Given the possibility of highly pathogenic H5N1 avian influenza arriving in North America and monitoring programs that have been established to detect and track it, we review intercontinental movements of birds. We divided 157 bird species showing regular intercontinental movements into four groups based on patterns of movement—one of these groups (breed Holarctic, winter Eurasia) fits well with the design of the monitoring programs (i.e., western Alaska), but the other groups have quite different movement patterns, which would suggest the importance of H5N1 monitoring along the Pacific, Atlantic, and Gulf coasts of North America.

Introduction

Flu viruses have long been known to circulate in birds [1], which led to intensive studies of avian influenzas in the middle twentieth century [2], [3]. The emergence of a highly pathogenic influenza A strain H5N1 in the past several years—beginning in Southeast Asia and now spreading into Africa, the Middle East, and Europe [1], [4][9]—has brought this issue again to the forefront of global attention. The fear is a global influenza pandemic—this highly pathogenic H5N1 strain (hereafter referred to as “HP-H5N1”) is associated with human case fatality rates reportedly higher than in the 1918 “Spanish” flu pandemic, and lacks only the ability to be transmitted efficiently among humans [10][12].

HP-H5N1, however, is for the moment, at least, an avian phenomenon—that is, although it is dangerous to humans once they are infected, HP-H5N1 is a bird disease transmitted among birds. If, at some point, HP-H5N1 evolves efficient human-to-human transmissability, then human movements and connectivity will govern the spread of the virus [13]. Until that time, however, HP-H5N1 is being dispersed by birds, be they wild or domestic. Although the issue of the relative importance of the two has seen considerable debate [14][19], and will clearly see considerably more debate still, we present herein a series of forecasts of likely HP-H5N1 geographic behavior regarding entry into North America if dispersal were to be driven by migratory birds.

HP-H5N1 spread

HP-H5N1 was first isolated in 1996 from a farm goose in Guangdong Province, People's Republic of China [20]. It was then detected in domestic poultry and humans in Hong Kong in 1997. After a silent period, HP-H5N1 reappeared in quick succession in Thailand (Dec. 2003), Republic of Korea (Dec. 2003), Vietnam (Jan. 2004), Japan (Jan. 2004), Thailand (Jan. 2004), Cambodia (Jan. 2004), Laos People's Democratic Republic (Jan. 2004), Indonesia (Feb. 2004), and People's Republic of China (Feb. 2004). The next set of appearances began with records in People's Republic of China, Indonesia, Thailand, and Vietnam in June and July of 2004, and then in Malaysia (Aug. 2004).

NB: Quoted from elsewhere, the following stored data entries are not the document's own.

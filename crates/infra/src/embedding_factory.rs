//! Embedding adapter selection.

use crate::InfraResult;
use repo_indexer_adapters::embedding::{
    GeminiEmbedding, GeminiEmbeddingConfig, HashEmbedding, OpenAiEmbedding, OpenAiEmbeddingConfig,
};
use repo_indexer_config::env::{ENV_EMBEDDING_API_KEY, ENV_GEMINI_API_KEY, ENV_OPENAI_API_KEY};
use repo_indexer_config::{
    BackendEnv, DEFAULT_HASH_DIMENSION, EmbeddingProviderKind, ValidatedBackendConfig,
};
use repo_indexer_ports::EmbeddingPort;
use repo_indexer_shared::{ErrorCode, ErrorEnvelope, SecretString};
use std::sync::Arc;

/// Build the embedding port selected by `embedding.provider`.
///
/// Remote providers need an API key from the env; `hash` runs offline.
pub fn build_embedding_port(
    config: &ValidatedBackendConfig,
    env: &BackendEnv,
) -> InfraResult<Arc<dyn EmbeddingPort>> {
    let embedding = &config.embedding;
    let port: Arc<dyn EmbeddingPort> = match embedding.provider {
        EmbeddingProviderKind::Gemini => {
            let api_key = require_api_key(env, EmbeddingProviderKind::Gemini)?;
            let adapter_config = GeminiEmbeddingConfig::from_embedding_config(api_key, embedding);
            Arc::new(GeminiEmbedding::new(&adapter_config)?)
        },
        EmbeddingProviderKind::OpenAi => {
            let api_key = require_api_key(env, EmbeddingProviderKind::OpenAi)?;
            let adapter_config = OpenAiEmbeddingConfig::from_embedding_config(api_key, embedding);
            Arc::new(OpenAiEmbedding::new(&adapter_config)?)
        },
        EmbeddingProviderKind::Hash => Arc::new(HashEmbedding::new(
            embedding.dimension.unwrap_or(DEFAULT_HASH_DIMENSION),
        )?),
    };

    tracing::debug!(
        provider = %port.provider().id,
        model = %port.provider().model,
        "embedding port selected"
    );
    Ok(port)
}

fn require_api_key(env: &BackendEnv, provider: EmbeddingProviderKind) -> InfraResult<SecretString> {
    let fallback = match provider {
        EmbeddingProviderKind::Gemini => ENV_GEMINI_API_KEY,
        EmbeddingProviderKind::OpenAi => ENV_OPENAI_API_KEY,
        EmbeddingProviderKind::Hash => ENV_EMBEDDING_API_KEY,
    };
    env.embedding_api_key_for(provider)
        .filter(|key| !key.is_blank())
        .cloned()
        .ok_or_else(|| {
            ErrorEnvelope::expected(
                ErrorCode::new("config", "missing_api_key"),
                format!("{provider} API key is required (set {ENV_EMBEDDING_API_KEY} or {fallback})"),
            )
            .with_metadata("provider", provider.as_str())
        })
}
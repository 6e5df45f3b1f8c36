//! The `index-codebase` step body: chunk, embed and upsert in fixed batches.

use super::types::{EMBEDDING_BATCH_SIZE, IndexCodebaseSummary, IndexRepositoryDeps};
use repo_indexer_domain::{
    Chunk, ChunkingOptions, RepositoryIdentity, SourceFile, VectorRecordMetadata, chunk_source,
    format_for_embedding,
};
use repo_indexer_ports::{EmbedBatchRequest, LoggerPort, UpsertRequest, VectorRecord, log_fields};
use repo_indexer_shared::{ErrorClass, ErrorCode, ErrorEnvelope, RequestContext, Result};

/// Chunks of every file, in fetch order then window order.
pub(crate) fn chunk_files(files: &[SourceFile], options: ChunkingOptions) -> Vec<Chunk> {
    files
        .iter()
        .flat_map(|file| chunk_source(&file.path, &file.content, options))
        .collect()
}

/// Embed and upsert `chunks` one batch at a time, strictly in order.
///
/// Batches are not checkpointed: a failure propagates and a retry of the
/// step starts again from the first batch. Upsert by id keeps that safe.
pub(crate) async fn index_chunks(
    ctx: &RequestContext,
    deps: &IndexRepositoryDeps,
    identity: &RepositoryIdentity,
    chunks: &[Chunk],
    logger: &dyn LoggerPort,
) -> Result<IndexCodebaseSummary> {
    let namespace = identity.namespace();
    let mut summary = IndexCodebaseSummary {
        chunks_indexed: 0,
        batches: 0,
    };

    for batch in chunks.chunks(EMBEDDING_BATCH_SIZE) {
        ctx.ensure_not_cancelled("index_repository.index_batch")?;

        let texts: Vec<String> = batch
            .iter()
            .map(|chunk| format_for_embedding(chunk.path(), chunk.content()))
            .collect();
        let vectors = deps
            .embedding
            .embed_batch(ctx, EmbedBatchRequest::from(texts))
            .await?;
        if vectors.len() != batch.len() {
            return Err(ErrorEnvelope::unexpected(
                ErrorCode::internal(),
                "embedding provider returned a different number of vectors",
                ErrorClass::NonRetriable,
            )
            .with_metadata("expected", batch.len().to_string())
            .with_metadata("actual", vectors.len().to_string()));
        }

        let records: Vec<VectorRecord> = batch
            .iter()
            .zip(vectors)
            .map(|(chunk, values)| VectorRecord {
                id: identity.record_id(chunk.id()),
                values,
                metadata: VectorRecordMetadata::for_chunk(identity, chunk),
            })
            .collect();
        let sent = records.len();

        deps.vector_store
            .upsert(
                ctx,
                UpsertRequest {
                    namespace: namespace.clone(),
                    records,
                },
            )
            .await?;

        summary.chunks_indexed += sent;
        summary.batches += 1;
        logger.debug(
            "index.batch_upserted",
            "Batch embedded and upserted",
            Some(log_fields([
                ("batch", summary.batches.into()),
                ("size", sent.into()),
                ("total", summary.chunks_indexed.into()),
            ])),
        );
    }

    Ok(summary)
}

#[cfg(test)]
mod tests {
    use super::*;

    #[test]
    fn chunks_keep_file_order() {
        let files = vec![
            SourceFile::new("b.rs", "fn b() {}"),
            SourceFile::new("a.rs", "fn a() {}\n\nfn a2() {}"),
        ];
        let chunks = chunk_files(&files, ChunkingOptions::default());
        let paths: Vec<&str> = chunks.iter().map(Chunk::path).collect();
        assert_eq!(paths, vec!["b.rs", "a.rs"]);
    }

    #[test]
    fn blank_files_contribute_no_chunks() {
        let files = vec![SourceFile::new("empty.md", ""), SourceFile::new("blank.md", "\n \n")];
        assert!(chunk_files(&files, ChunkingOptions::default()).is_empty());
    }
}
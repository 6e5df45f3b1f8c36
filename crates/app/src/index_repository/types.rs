//! Inputs, dependencies and outcome of an indexing run.

use repo_indexer_domain::ChunkingOptions;
use repo_indexer_ports::{
    CredentialStorePort, EmbeddingPort, LoggerPort, SourceFetcherPort, StepStorePort,
    VectorStorePort,
};
use repo_indexer_shared::{ErrorEnvelope, RetryPolicy};
use serde::{Deserialize, Serialize};
use std::sync::Arc;

/// Texts per embedding call, and records per upsert call.
pub const EMBEDDING_BATCH_SIZE: usize = 50;

/// Looks up the GitHub credential of the triggering user.
pub const STEP_GET_TOKEN: &str = "get-token";
/// Lists and downloads the repository's text files.
pub const STEP_FETCH_FILES: &str = "fetch-files";
/// Chunks, embeds and upserts every fetched file.
pub const STEP_INDEX_CODEBASE: &str = "index-codebase";

/// Terminal outcome of the run; the only result kept once the run finishes.
pub const STEP_RUN_OUTCOME: &str = "run-outcome";

/// Error text reported when the user has no GitHub credential.
pub const NO_TOKEN_ERROR: &str = "No GitHub token found";

/// Collaborators of an indexing run. Built once and shared across runs.
#[derive(Clone)]
pub struct IndexRepositoryDeps {
    /// Credential lookup.
    pub credentials: Arc<dyn CredentialStorePort>,
    /// Repository file listing.
    pub fetcher: Arc<dyn SourceFetcherPort>,
    /// Embedding provider.
    pub embedding: Arc<dyn EmbeddingPort>,
    /// Vector store.
    pub vector_store: Arc<dyn VectorStorePort>,
    /// Step result store.
    pub steps: Arc<dyn StepStorePort>,
    /// Optional logger.
    pub logger: Option<Arc<dyn LoggerPort>>,
}

/// One `repository.connected` trigger. Fields are validated by the run.
#[derive(Debug, Clone)]
pub struct IndexRepositoryInput {
    /// Run id keying the step cache; re-use it to resume a run.
    pub run_id: Box<str>,
    /// Repository owner.
    pub owner: Option<String>,
    /// Repository name.
    pub repo: Option<String>,
    /// User whose credential is used.
    pub user_id: Option<String>,
    /// Chunk window parameters.
    pub chunking: ChunkingOptions,
    /// Retry policy applied to each step.
    pub retry: RetryPolicy,
}

/// Cached result of the `index-codebase` step.
#[derive(Debug, Clone, Copy, PartialEq, Eq, Serialize, Deserialize)]
#[serde(rename_all = "camelCase")]
pub struct IndexCodebaseSummary {
    /// Records sent to the vector store.
    pub chunks_indexed: usize,
    /// Embedding calls made.
    pub batches: usize,
}

/// Structured result of a run. Absent fields are omitted on the wire.
#[derive(Debug, Clone, PartialEq, Eq, Serialize, Deserialize)]
#[serde(rename_all = "camelCase")]
pub struct IndexRunOutcome {
    /// Whether the repository was indexed.
    pub success: bool,
    /// Files fetched.
    #[serde(default, skip_serializing_if = "Option::is_none")]
    pub files_processed: Option<usize>,
    /// Vector records upserted.
    #[serde(default, skip_serializing_if = "Option::is_none")]
    pub chunks_indexed: Option<usize>,
    /// Failure text or machine code.
    #[serde(default, skip_serializing_if = "Option::is_none")]
    pub error: Option<String>,
    /// Human-readable failure detail.
    #[serde(default, skip_serializing_if = "Option::is_none")]
    pub message: Option<String>,
}

impl IndexRunOutcome {
    /// Successful run.
    #[must_use]
    pub const fn completed(files_processed: usize, chunks_indexed: usize) -> Self {
        Self {
            success: true,
            files_processed: Some(files_processed),
            chunks_indexed: Some(chunks_indexed),
            error: None,
            message: None,
        }
    }

    /// Failure detected and reported by the run itself.
    #[must_use]
    pub fn failed(error: impl Into<String>) -> Self {
        Self {
            success: false,
            files_processed: None,
            chunks_indexed: None,
            error: Some(error.into()),
            message: None,
        }
    }

    /// Failure that escaped a step after its retries.
    ///
    /// `error` carries the envelope code; `message` names the step when the
    /// envelope is tagged with one.
    #[must_use]
    pub fn from_error(error: &ErrorEnvelope) -> Self {
        let message = match error.metadata.get("step") {
            Some(step) => format!("{step} failed: {}", error.message),
            None => error.message.clone(),
        };
        Self {
            message: Some(message),
            ..Self::failed(error.code.to_string())
        }
    }
}
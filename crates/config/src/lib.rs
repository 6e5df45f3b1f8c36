//! # repo-indexer-config
//!
//! Configuration schema, env overrides, loading, and event intake DTOs.
//! This crate depends on `domain` and `shared` only.

/// Environment variable parsing and merging.
pub mod env;
/// Config loading helpers (env + file).
pub mod load;
/// Event DTOs and intake parsing.
pub mod requests;
/// JSON Schema exports for event DTOs.
pub mod requests_schema;
/// Configuration schema types and helpers.
pub mod schema;

pub use schema::{
    BackendConfig, CURRENT_CONFIG_VERSION, ChunkingConfig, ConfigLimits, ConfigSchemaError,
    CoreConfig, DEFAULT_GITHUB_API_BASE_URL, DEFAULT_HASH_DIMENSION, DEFAULT_INDEX_NAME,
    EmbeddingConfig, EmbeddingProviderKind, GithubConfig, RetryConfig, StorageConfig,
    ValidatedBackendConfig, VectorStoreConfig, VectorStoreProviderKind, parse_backend_config_json,
    parse_backend_config_toml,
};

pub use env::{BackendEnv, EnvParseError, apply_env_overrides};
pub use load::{
    load_backend_config_from_path, load_backend_config_from_sources, load_backend_config_std_env,
    to_pretty_json, to_pretty_toml,
};
pub use requests::{
    EventEnvelopeDto, EventIntakeError, REPOSITORY_CONNECTED_EVENT, RepositoryConnectedEvent,
    parse_repository_connected_event_json,
};
pub use requests_schema::{event_envelope_schema, repository_connected_event_schema};

/// Returns the config crate version.
#[must_use]
pub const fn config_crate_version() -> &'static str {
    env!("CARGO_PKG_VERSION")
}

#[cfg(test)]
mod tests {
    use super::*;
    use repo_indexer_domain::domain_crate_version;
    use repo_indexer_shared::shared_crate_version;

    #[test]
    fn config_crate_compiles() {
        let version = config_crate_version();
        assert!(!version.is_empty());
    }

    #[test]
    fn config_can_use_domain_and_shared() {
        let domain_version = domain_crate_version();
        let shared_version = shared_crate_version();

        assert!(!domain_version.is_empty());
        assert!(!shared_version.is_empty());
    }
}
//! # repo-indexer-domain
//!
//! Domain model for repository indexing.
//!
//! This crate holds the pure, I/O-free part of the pipeline:
//!
//! - **Identity** - `RepositoryIdentity`, namespace and vector id derivation
//! - **Chunking** - `ChunkingOptions`, `Chunk`, `chunk_source`
//! - **Formatting** - `format_for_embedding`
//! - **Metadata** - `VectorRecordMetadata`
//!
//! ## Dependency Rules
//!
//! - Depends only on the `shared` crate
//! - No infrastructure or adapter dependencies

#![deny(clippy::unwrap_used)]
#![deny(clippy::expect_used)]

pub use repo_indexer_shared::shared_crate_version;

pub mod chunk;
pub mod formatting;
pub mod identity;
pub mod metadata;
pub mod primitives;
pub mod source;
pub mod spans;

pub use chunk::{
    Chunk, ChunkingError, ChunkingOptions, DEFAULT_CHUNK_OVERLAP, DEFAULT_CHUNK_SIZE,
    MAX_CHUNK_SIZE, chunk_source,
};
pub use formatting::{format_for_embedding, language_hint};
pub use identity::{IdentityError, RepositoryIdentity};
pub use metadata::{MAX_METADATA_CONTENT_CHARS, VectorRecordMetadata, truncate_chars};
pub use primitives::{ChunkId, CredentialProvider, Namespace, PrimitiveError, VectorRecordId};
pub use source::SourceFile;
pub use spans::LineRange;

/// Returns the domain crate version.
#[must_use]
pub const fn domain_crate_version() -> &'static str {
    env!("CARGO_PKG_VERSION")
}
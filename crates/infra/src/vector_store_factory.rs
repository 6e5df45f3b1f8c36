//! Vector store adapter selection.

use crate::InfraResult;
use repo_indexer_adapters::vector_store::{
    MemoryVectorStore, PineconeVectorStore, PineconeVectorStoreConfig,
};
use repo_indexer_config::env::ENV_PINECONE_API_KEY;
use repo_indexer_config::{BackendEnv, ValidatedBackendConfig, VectorStoreProviderKind};
use repo_indexer_ports::VectorStorePort;
use repo_indexer_shared::{ErrorCode, ErrorEnvelope};
use std::sync::Arc;

/// Selected vector store plus a handle on it when it lives in memory.
#[derive(Clone)]
pub struct VectorStoreSelection {
    /// Port handed to the indexing job.
    pub port: Arc<dyn VectorStorePort>,
    /// Same store, inspectable after a run (memory provider or dry run).
    pub memory: Option<MemoryVectorStore>,
}

/// Build the vector store selected by `vectorStore.provider`.
///
/// `dry_run` forces the in-memory store regardless of config.
pub fn build_vector_store_port(
    config: &ValidatedBackendConfig,
    env: &BackendEnv,
    dry_run: bool,
) -> InfraResult<VectorStoreSelection> {
    let store = &config.vector_store;
    let provider = if dry_run {
        VectorStoreProviderKind::Memory
    } else {
        store.provider
    };

    let selection = match provider {
        VectorStoreProviderKind::Memory => {
            let memory = MemoryVectorStore::new(store.index_name.clone());
            VectorStoreSelection {
                port: Arc::new(memory.clone()),
                memory: Some(memory),
            }
        },
        VectorStoreProviderKind::Pinecone => {
            let api_key = env
                .pinecone_api_key
                .clone()
                .filter(|key| !key.is_blank())
                .ok_or_else(|| {
                    ErrorEnvelope::expected(
                        ErrorCode::new("config", "missing_api_key"),
                        format!("Pinecone API key is required (set {ENV_PINECONE_API_KEY})"),
                    )
                    .with_metadata("provider", provider.as_str())
                })?;
            let adapter_config = PineconeVectorStoreConfig::from_vector_store_config(api_key, store)?;
            VectorStoreSelection {
                port: Arc::new(PineconeVectorStore::new(&adapter_config)?),
                memory: None,
            }
        },
    };

    tracing::debug!(
        provider = %selection.port.provider().id,
        index = %selection.port.provider().index_name,
        dry_run,
        "vector store selected"
    );
    Ok(selection)
}
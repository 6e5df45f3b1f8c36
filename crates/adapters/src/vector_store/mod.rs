//! Vector store adapters.

pub mod memory;
pub mod pinecone;

pub use memory::MemoryVectorStore;
pub use pinecone::{PineconeVectorStore, PineconeVectorStoreConfig};
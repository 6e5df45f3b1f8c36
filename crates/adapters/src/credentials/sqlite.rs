//! Reads OAuth access tokens from the application's `account` table.

use crate::sqlite::{StoreLabel, open_read_only};
use repo_indexer_ports::{BoxFuture, CredentialStorePort, TokenRequest};
use repo_indexer_shared::{RequestContext, Result, SecretString};
use rusqlite::OptionalExtension;
use std::path::PathBuf;
use tokio::task::spawn_blocking;

const LABEL: StoreLabel = StoreLabel {
    namespace: "credentials",
    name: "credential store",
};

const SELECT_TOKEN: &str =
    "SELECT access_token FROM account WHERE user_id = ?1 AND provider_id = ?2 LIMIT 1";

/// Credential store over a SQLite database holding an `account` table
/// (`user_id`, `provider_id`, `access_token`).
#[derive(Debug, Clone)]
pub struct SqliteCredentialStore {
    path: PathBuf,
}

impl SqliteCredentialStore {
    /// Store reading from the database at `path`; opened per lookup.
    #[must_use]
    pub const fn new(path: PathBuf) -> Self {
        Self { path }
    }
}

impl CredentialStorePort for SqliteCredentialStore {
    fn get_token(
        &self,
        ctx: &RequestContext,
        request: TokenRequest,
    ) -> BoxFuture<'_, Result<Option<SecretString>>> {
        let ctx = ctx.clone();
        let path = self.path.clone();
        Box::pin(async move {
            ctx.ensure_not_cancelled("credentials.get_token")?;
            let token = spawn_blocking(move || {
                let conn = open_read_only(&path, LABEL)?;
                conn.query_row(
                    SELECT_TOKEN,
                    (&*request.user_id, request.provider.as_str()),
                    |row| row.get::<_, Option<String>>(0),
                )
                .optional()
                .map_err(|error| LABEL.error("query", &error))
            })
            .await
            .map_err(|error| LABEL.task_error(&error))??;

            Ok(token
                .flatten()
                .map(SecretString::new)
                .filter(|token| !token.is_blank()))
        })
    }
}
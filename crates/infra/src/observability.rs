//! Structured event logging selected from the environment.

use repo_indexer_adapters::log_sink::{LogSink, StderrLogSink};
use repo_indexer_adapters::logger::JsonLogger;
use repo_indexer_ports::{LogLevel, LoggerPort, log_fields};
use std::collections::BTreeMap;
use std::sync::Arc;

/// Enables JSON event logs when set to `json`.
pub const LOG_FORMAT_ENV: &str = "RIX_LOG_FORMAT";
/// Minimum event level (`debug`, `info`, `warn`, `error`).
pub const LOG_LEVEL_ENV: &str = "RIX_LOG_LEVEL";

/// Event log settings.
#[derive(Debug, Clone, Copy, PartialEq, Eq)]
pub struct ObservabilitySettings {
    /// Emit JSON event lines.
    pub json: bool,
    /// Minimum level emitted.
    pub min_level: LogLevel,
}

impl Default for ObservabilitySettings {
    fn default() -> Self {
        Self {
            json: false,
            min_level: LogLevel::Info,
        }
    }
}

impl ObservabilitySettings {
    /// Read settings from a key/value map.
    #[must_use]
    pub fn from_map(env: &BTreeMap<String, String>) -> Self {
        let json = env
            .get(LOG_FORMAT_ENV)
            .is_some_and(|value| value.trim().eq_ignore_ascii_case("json"));
        Self {
            json,
            min_level: parse_log_level(env.get(LOG_LEVEL_ENV).map(String::as_str)),
        }
    }

    /// Read settings from the process environment.
    #[must_use]
    pub fn from_std_env() -> Self {
        let env = [LOG_FORMAT_ENV, LOG_LEVEL_ENV]
            .into_iter()
            .filter_map(|key| Some((key.to_owned(), std::env::var(key).ok()?)))
            .collect();
        Self::from_map(&env)
    }

    /// Force JSON output (the CLI's `--log-format json`).
    #[must_use]
    pub const fn with_json(mut self, json: bool) -> Self {
        self.json = self.json || json;
        self
    }
}

/// Parse a level name; unknown or missing names mean `info`.
#[must_use]
pub fn parse_log_level(value: Option<&str>) -> LogLevel {
    match value.map(|value| value.trim().to_ascii_lowercase()).as_deref() {
        Some("debug") => LogLevel::Debug,
        Some("warn") => LogLevel::Warn,
        Some("error") => LogLevel::Error,
        _ => LogLevel::Info,
    }
}

/// Event logger for the settings; `None` when JSON output is off.
#[must_use]
pub fn build_logger(settings: ObservabilitySettings) -> Option<Arc<dyn LoggerPort>> {
    build_logger_with_sink(settings, Arc::new(StderrLogSink))
}

/// Same as [`build_logger`] with an explicit sink.
#[must_use]
pub fn build_logger_with_sink(
    settings: ObservabilitySettings,
    sink: Arc<dyn LogSink>,
) -> Option<Arc<dyn LoggerPort>> {
    if !settings.json {
        return None;
    }
    let logger = JsonLogger::new(sink)
        .with_min_level(settings.min_level)
        .with_base_fields(log_fields([("service", "repo-indexer".into())]));
    Some(Arc::new(logger))
}
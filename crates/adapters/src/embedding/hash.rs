//! Deterministic SHA-256 embedder for offline runs and tests.

use repo_indexer_ports::{
    BoxFuture, EmbedBatchRequest, EmbeddingPort, EmbeddingProviderInfo, EmbeddingVector,
};
use repo_indexer_shared::{ErrorCode, ErrorEnvelope, RequestContext, Result};
use sha2::{Digest, Sha256};

/// Embeds text by expanding `sha256(text ":" counter)` into `[-1, 1]` floats.
///
/// Equal texts always map to equal vectors; no network is involved.
#[derive(Debug, Clone)]
pub struct HashEmbedding {
    provider: EmbeddingProviderInfo,
    dimension: usize,
}

impl HashEmbedding {
    /// Build a hash embedder with a fixed dimension.
    pub fn new(dimension: u32) -> Result<Self> {
        let dimension = usize::try_from(dimension)
            .ok()
            .filter(|value| *value > 0)
            .ok_or_else(|| {
                ErrorEnvelope::expected(
                    ErrorCode::invalid_input(),
                    "embedding dimension must be positive",
                )
            })?;
        Ok(Self {
            provider: EmbeddingProviderInfo {
                id: "hash".into(),
                model: format!("sha256-{dimension}").into(),
            },
            dimension,
        })
    }

    /// Vector for a single text.
    #[must_use]
    pub fn vector_for(&self, text: &str) -> Vec<f32> {
        let mut vector = Vec::with_capacity(self.dimension);
        let mut counter = 0_u64;

        while vector.len() < self.dimension {
            let mut hasher = Sha256::new();
            hasher.update(text.as_bytes());
            hasher.update(b":");
            hasher.update(counter.to_le_bytes());
            for byte in hasher.finalize() {
                vector.push(f32::from(byte) / 127.5 - 1.0);
                if vector.len() == self.dimension {
                    break;
                }
            }
            counter = counter.saturating_add(1);
        }

        vector
    }
}

impl EmbeddingPort for HashEmbedding {
    fn provider(&self) -> &EmbeddingProviderInfo {
        &self.provider
    }

    fn embed_batch(
        &self,
        ctx: &RequestContext,
        request: EmbedBatchRequest,
    ) -> BoxFuture<'_, Result<Vec<EmbeddingVector>>> {
        let ctx = ctx.clone();
        Box::pin(async move {
            ctx.ensure_not_cancelled("hash_embedding.embed_batch")?;
            Ok(request
                .texts
                .iter()
                .map(|text| EmbeddingVector::from_vec(self.vector_for(text)))
                .collect())
        })
    }
}
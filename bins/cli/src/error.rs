use repo_indexer_shared::{ErrorCode, ErrorEnvelope, ErrorKind};
use std::fmt;

#[derive(Debug, Clone, Copy, PartialEq, Eq)]
pub enum ExitCode {
    Ok = 0,
    InvalidInput = 2,
    Io = 3,
    Internal = 1,
}

impl ExitCode {
    #[must_use]
    pub const fn as_u8(self) -> u8 {
        self as u8
    }

    /// Exit code for an error surfaced by the runtime or config layers.
    #[must_use]
    pub fn for_envelope(error: &ErrorEnvelope) -> Self {
        if error.code == ErrorCode::io() {
            return Self::Io;
        }
        match error.kind {
            ErrorKind::Expected => Self::InvalidInput,
            ErrorKind::Invariant | ErrorKind::Unexpected => Self::Internal,
        }
    }
}

#[derive(Debug)]
pub enum CliError {
    InvalidInput(String),
    Io(std::io::Error),
    Serialization(serde_json::Error),
}

impl CliError {
    #[must_use]
    pub const fn exit_code(&self) -> ExitCode {
        match self {
            Self::InvalidInput(_) => ExitCode::InvalidInput,
            Self::Io(_) => ExitCode::Io,
            Self::Serialization(_) => ExitCode::Internal,
        }
    }
}

impl fmt::Display for CliError {
    fn fmt(&self, formatter: &mut fmt::Formatter<'_>) -> fmt::Result {
        match self {
            Self::InvalidInput(message) => write!(formatter, "invalid input: {message}"),
            Self::Io(error) => write!(formatter, "io error: {error}"),
            Self::Serialization(error) => write!(formatter, "serialization error: {error}"),
        }
    }
}

impl std::error::Error for CliError {}

impl From<std::io::Error> for CliError {
    fn from(error: std::io::Error) -> Self {
        Self::Io(error)
    }
}

impl From<serde_json::Error> for CliError {
    fn from(error: serde_json::Error) -> Self {
        Self::Serialization(error)
    }
}

#[cfg(test)]
mod tests {
    use super::*;
    use repo_indexer_shared::ErrorClass;

    #[test]
    fn envelope_exit_codes_follow_kind_and_code() {
        let expected = ErrorEnvelope::expected(ErrorCode::invalid_input(), "bad");
        let io = ErrorEnvelope::from(std::io::Error::other("disk"));
        let unexpected = ErrorEnvelope::unexpected(
            ErrorCode::dependency_unavailable(),
            "down",
            ErrorClass::Retriable,
        );

        assert_eq!(ExitCode::for_envelope(&expected), ExitCode::InvalidInput);
        assert_eq!(ExitCode::for_envelope(&io), ExitCode::Io);
        assert_eq!(ExitCode::for_envelope(&unexpected), ExitCode::Internal);
    }

    #[test]
    fn cli_error_exit_codes() -> Result<(), Box<dyn std::error::Error>> {
        let serialization = match serde_json::from_str::<serde_json::Value>("not-json") {
            Ok(_) => return Err("expected serialization error".into()),
            Err(error) => CliError::Serialization(error),
        };
        assert_eq!(serialization.exit_code(), ExitCode::Internal);
        assert_eq!(
            CliError::Io(std::io::Error::other("io")).exit_code(),
            ExitCode::Io
        );
        assert_eq!(
            CliError::InvalidInput("x".to_owned()).exit_code(),
            ExitCode::InvalidInput
        );
        Ok(())
    }
}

After somewhat of a pause late in 2004, interesting events began to occur. A large outbreak (6000+ birds dying) occurred at Qinghai Lake in central China (Apr. 2005), as well as in poultry in Xinjiang Autonomous Region, western China (Jun. 2005), both well to the northwest of previous detections. In quick succession, outbreaks then occurred in western Siberia (Russia, Jul. 2005), Kazakhstan (Aug. 2005), Tibet (Aug. 2005), and Mongolia (Aug. 2005). Finally, late in 2005, HP-H5N1 appeared in Turkey, Romania, Taiwan, and Croatia (all in Oct. 2005), and later (late 2005–early 2006) in Cyprus, Saudi Arabia, Kuwait, and Iraq. As of April 2006, the virus had been detected across almost all of Europe, in numerous southern Asian countries, as well as in 5 African countries (Burkina Faso, Cameroon, Egypt, Nigeria, Niger), and by October 2006 the list had expanded to include Sudan, Ivory Coast, and others.

To summarize, from an initial southeastern appearance in Asia, HP-H5N1 spread up the Pacific coast as far as Japan and Korea. It later jumped northward into central Asia, and then appeared to the southwest in the Middle East, Europe, and Africa. These “jumps” have lead many to expect increasingly rapid spread, perhaps even globally, in coming years. In reality, though, we suspect that the apparently extremely rapid spread in recent years is most likely a reflection of establishment of surveillance programs—the virus had already spread to most of the areas listed above prior to initiation of surveillance efforts.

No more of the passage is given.